In a lawsuit filed in U.S. District Court in Tampa, the Department's Antitrust Division alleged that the Stamford, Connecticut-based Seminole Fertilizer Corp. entered into a secret agreement with its chief rival on the terms of a bid for an ammonia storage facility in Tampa. Ammonia is a primary raw material for the production of diammonium phosphate fertilizer.

The Department alleged that the agreement had the effect of eliminating Seminole as a viable competing bidder for the facility, thereby restraining trade. Had the agreement not been discovered prior to the sale, the seller would have received an artificially lower price.

"This settlement will foster competition by ensuring that Seminole does not again restrain competition by entering into private bidding agreements that eliminate any competing producer from the field of potential bidders," said Joel I. Klein, Acting Assistant Attorney General in charge of the Department's Antitrust Division.

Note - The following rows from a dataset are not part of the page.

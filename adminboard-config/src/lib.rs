//! AdminBoard configuration management using Figment
//!
//! Loads [`KanbanConfig`] with clear precedence:
//! defaults → `~/.adminboard/kanban.*` → `./.adminboard/kanban.*` → env.
//!
//! ```no_run
//! use adminboard_config::load_configuration;
//!
//! let config = load_configuration()?;
//! println!("drag threshold: {}px", config.drag.activation_distance);
//! # Ok::<(), adminboard_config::ConfigError>(())
//! ```
//!
//! # Environment Variables
//!
//! ```bash
//! export ADMINBOARD_AUDIT__DEDUP_WINDOW_MS=2000   # → audit.dedup_window_ms
//! export ADMINBOARD_DRAG__ACTIVATION_DISTANCE=8   # → drag.activation_distance
//! ```

pub mod discovery;
pub mod error;
pub mod provider;
pub mod types;

pub use discovery::{ConfigFile, ConfigFormat, ConfigScope, FileDiscovery};
pub use error::{ConfigError, ConfigResult};
pub use provider::{ConfigProvider, ENV_PREFIX};
pub use types::{
    AuditConfig, DragConfig, EventConfig, KanbanConfig, DEFAULT_ACTIVATION_DISTANCE,
    DEFAULT_DEDUP_CAPACITY, DEFAULT_DEDUP_WINDOW_MS, DEFAULT_DRAGGING_OPACITY,
    DEFAULT_EVENT_CHANNEL_CAPACITY,
};

/// Load the engine configuration from all standard sources
pub fn load_configuration() -> ConfigResult<KanbanConfig> {
    ConfigProvider::new().load()
}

Under the settlement, Seminole agreed not to enter into agreements with others illegally setting the price of assets used in the production and distribution of fertilizer. Seminole also agreed not to submit joint bids for fertilizer assets without first notifying the seller of the asset and the person administering the sale of the asset that the bid was jointly proposed.

The Department alleged in its complaint that representatives for Seminole and two of its competitors--Norsk Hydro USA Inc. and Farmland Industries Inc.--met in March 1992 at a hotel in New York to discuss sharing pipeline capacity and the cost of bidding on the Tampa facility.

Two hours before the March 12, 1992, auction took place, Seminole and Norsk Hydro USA agreed that Norsk would receive bid support of up to $2.5 million from Seminole, if necessary, to defeat a competing bid. In exchange, Norsk agreed to give Seminole increased pipeline capacity if Norsk was the successful bidder. Farmland benefitted from the arrangement because of its partnership with Norsk which intended the Tampa facility to be an asset of Farmland Hydro Ltd. Partnership--a joint venture formed by the two companies in November 1991. Seminole withdrew from the auction leaving Norsk as the only bidder.

The agreement among the companies had the effect of eliminating Norsk's chief rival as a viable competing bidder.

Seminole is not currently in the fertilizer business. Until all of its assets were sold in May 1993, Seminole was one of the largest domestic manufacturers of diammonium phosphate--the leading internationally traded phosphatic fertilizer. Seminole had customers in China, India and Pakistan, among other countries. Seminole retains expertise and know-how about the business, and the decree applies not only to Seminole, but also to its parent company and any successor firm.

If approved by the court, the proposed settlement, which would alleviate the Department's competitive concerns, would settle the lawsuit.

As required by the Antitrust Procedures and Penalties Act, the proposed consent decree, along with the Department's competitive impact statement, will be published in the Federal Register. Any person may submit comments on the proposed decree within 60 days to John T. Orr, Chief, Atlanta Field Office, Antitrust Division, Department of Justice, Richard B. Russell Bldg., 75 Spring Street, S.W., Suite 1176, Atlanta, Georgia 30303. At the conclusion of the comment period, the court may enter the consent decree upon finding that it serves the public interest.